Identifying molecular mechanisms of acute to chronic pain transition and potential drug targets
Published in Expert Opinion on Therapeutic Targets, 2022
Kannan Aravagiri, Adam Ali, Hank C Wang, Kenneth D Candido, Nebojsa Nick Knezevic
Another target to prevent chronic pain formation involves proton-sensing receptor proteins such as ASIC and acid-sensing GPCR. As previously stated, these receptor proteins have been noted to be upregulated to help catalyze the sensitization and further priming of chronic pain, neuropathic pain, and visceral pain [33–35]. Amiloride, a potassium-sparing diuretic that is widely used in treating hypertension, has been found to inhibit ASIC, especially regarding nociceptive transmission [36]. Studies involving amiloride as a potential novel chronic pain adjuvant or treatment are limited though, with one finding benefit in pain reduction upon direct injury and inflammation in animal studies and another, a phase 2 clinical trial, on the effects of amiloride in the setting of optic neuritis that has completed recruitment (Table 1) [36,37]. GPCR have also been noted to participate in peripheral and central chronic pain priming/sensitization [38]. As Retamal et al. has discussed thoroughly, there are many types of GPCR (nearly 40 and counting) that are involved in the pain sensitization/priming process [38]. However, discriminating between whether GPCR are anti- or pro-nociceptive or whether they play a significant role in the pain transmission process has proven challenging.
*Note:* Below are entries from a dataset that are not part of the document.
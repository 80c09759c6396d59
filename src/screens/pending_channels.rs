/// Pending channel list view

use crossterm::event::{KeyCode, KeyModifiers};
use ratatui::{layout::Rect, Frame};

use crate::core::logbuf::LogEntry;
use crate::core::status::NodeStatus;
use crate::keys::{KeyAction, KeyHandle};
use crate::screens::{render_grid_view, View, ViewId};
use crate::theme::Theme;
use crate::widgets::{Cell, CellKind, DataGrid};

const SHORTCUTS: &[KeyHandle] = &[
    KeyHandle::new(
        "Scroll Up",
        "Up",
        KeyCode::Up,
        KeyModifiers::NONE,
        KeyAction::SelectionUp,
        false,
    ),
    KeyHandle::new(
        "Scroll Down",
        "Down",
        KeyCode::Down,
        KeyModifiers::NONE,
        KeyAction::SelectionDown,
        false,
    ),
];

pub struct PendingChannelListView {
    grid: DataGrid,
}

impl PendingChannelListView {
    pub fn new() -> Self {
        let mut grid = DataGrid::new("[Pending channels]");
        grid.add_column("Remote key", 0, CellKind::Text);
        grid.add_column("Channel point", 0, CellKind::Text);
        grid.add_column("Capacity", 12, CellKind::Int);
        grid.add_column("Local", 12, CellKind::Int);
        grid.add_column("Remote", 12, CellKind::Int);
        Self { grid }
    }
}

impl Default for PendingChannelListView {
    fn default() -> Self {
        Self::new()
    }
}

impl View for PendingChannelListView {
    fn id(&self) -> ViewId {
        ViewId::PendingChannels
    }

    fn shortcuts(&self) -> &[KeyHandle] {
        SHORTCUTS
    }

    fn grid_mut(&mut self) -> &mut DataGrid {
        &mut self.grid
    }

    fn reload(&mut self, status: &NodeStatus, _logs: &[LogEntry]) {
        let rows = status
            .pending_channels
            .iter()
            .map(|c| {
                vec![
                    Cell::Text(c.remote_node_pub.clone()),
                    Cell::Text(c.channel_point.clone()),
                    Cell::Int(c.capacity),
                    Cell::Int(c.local_balance),
                    Cell::Int(c.remote_balance),
                ]
            })
            .collect();
        self.grid.set_rows(rows);
    }

    fn render(&mut self, frame: &mut Frame, area: Rect, theme: &Theme) {
        render_grid_view(&mut self.grid, None, frame, area, theme);
    }
}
Thus, focusing on GPCR proven to be involved in the conduction of nociceptive information such as proton-sensing GPCR may serve as a more optimal means in preventing CPSP than focusing on the breadth of GPCR already discovered to participate in the process. Some therapeutic mechanisms in preventing GPCR activation include either competitively inhibiting GPCR with the use of monoclonal antibodies or using pepducins, peptides that can act intracellularly, to alter the course of the intracellular actions of GCPRs, thereby impeding the priming process required in acute to chronic transition [39]. Additionally, four specific proton-sensing GPCR (GPR4, TDAG8, OGR1, and G2A) have been shown to be expressed in DRG and are suggested to play a role in inflammatory and neuropathic pain [40]. Thus, these GPCR could be the targets of therapeutic intervention with regard to CPSP as well. However, like ASIC, the use of GPCR targeting with regard to the management or even prevention of CPSP is relatively new and to date has been understudied so further research is required in order to truly clarify their effectiveness in chronic pain prevention.